Compare the percentage correctly predicted from the simple model that you estimated with just `LeftRight`

and `age`

as predictors to the percentage correctly predicted from the model with the additional explanatory variables that you included in the question above. Which has the greater explanatory power?

First, we calculate the predicted probabilities for each observation in our sample. We do this twice, once for the `logit_model1`

model (which only includes age and Left-Right placement as explanatory variables), and once for the `logit_model2`

model (which includes age, Left-Right, university, german and urban as explanatory variables).

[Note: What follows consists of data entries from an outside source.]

//! Metrics scrape server
//!
//! Serves the shared Prometheus registry on its own listener, separate
//! from the application server.

use crate::constants::{METRICS_COMPONENT, METRICS_PATH};
use crate::http::serve::BackgroundServer;
use axum::Router;
use axum::extract::State;
use axum::http::{StatusCode, header};
use axum::response::{IntoResponse, Response};
use axum::routing::get;
use prometheus::{Encoder, Registry, TEXT_FORMAT, TextEncoder};
use std::net::SocketAddr;
use tracing::{Dispatch, error};
use wasabi_domain::error::Result;
use wasabi_domain::error_ext::ErrorContext;
use wasabi_domain::ports::{LifecycleManaged, ServiceState};
use wasabi_domain::value_objects::MetricsConfig;

/// Router exposing `registry` at `/metrics`
pub fn metrics_router(registry: Registry) -> Router {
    Router::new()
        .route(METRICS_PATH, get(scrape))
        .with_state(registry)
}

async fn scrape(State(registry): State<Registry>) -> Response {
    let encoder = TextEncoder::new();
    let mut buffer = Vec::new();
    if let Err(e) = encoder.encode(&registry.gather(), &mut buffer) {
        error!(error = %e, "failed to encode metrics");
        return (StatusCode::INTERNAL_SERVER_ERROR, e.to_string()).into_response();
    }
    ([(header::CONTENT_TYPE, TEXT_FORMAT)], buffer).into_response()
}

/// The metrics listener
#[derive(Debug)]
pub struct MetricsServer {
    inner: BackgroundServer,
}

impl MetricsServer {
    /// Validate the address and build the server; nothing is bound yet
    pub fn new(config: &MetricsConfig, registry: Registry, dispatch: Dispatch) -> Result<Self> {
        config
            .addr
            .parse::<SocketAddr>()
            .config_context(format!("Invalid metrics address {:?}", config.addr))?;

        Ok(Self {
            inner: BackgroundServer::new(
                METRICS_COMPONENT,
                config.addr.clone(),
                metrics_router(registry),
                dispatch,
            ),
        })
    }

    /// Address actually bound, once started
    pub async fn local_addr(&self) -> Option<SocketAddr> {
        self.inner.local_addr().await
    }
}

#[async_trait::async_trait]
impl LifecycleManaged for MetricsServer {
    fn name(&self) -> &str {
        self.inner.name()
    }

    fn state(&self) -> ServiceState {
        self.inner.state()
    }

    async fn start(&self) -> Result<()> {
        self.inner.start().await
    }

    async fn stop(&self) -> Result<()> {
        self.inner.stop().await
    }
}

First, calculate predicted probabilities for each observation

`pps <- predict(logit_model1, newdata = swiss, type = "response")`

Next, convert the predicted probabilities to expected values of `0`

or `1`

`evs <- ifelse(pps > 0.5, yes = 1, no = 0)`

Next we calculate the confusion matrix

```
confusion <- table(actual = swiss$VoteYes, expected.value = evs)
confusion
```

```
expected.value
actual 0 1
0 347 96
1 130 329
```

Finally, calculate the percentage correctly predicted for the model

`sum(diag(confusion)) / sum(confusion)`

`[1] 0.7494457`

We can do the same for the second model now

```
pps <- predict(logit_model2, newdata = swiss, type = "response")
evs <- ifelse(pps > 0.5, yes = 1, no = 0)
confusion <- table(actual = swiss$VoteYes, expected.value = evs)
sum(diag(confusion)) / sum(confusion)
```

`[1] 0.7524972`

There is a very small difference in predictive power between the two models. The first, simpler model correctly predicts the outcome for 74.94% of observations, and this increases to only 75.25% of observations in the more extensive model. This is a small increase in predictive accuracy for a model than includes 3 additional covariates.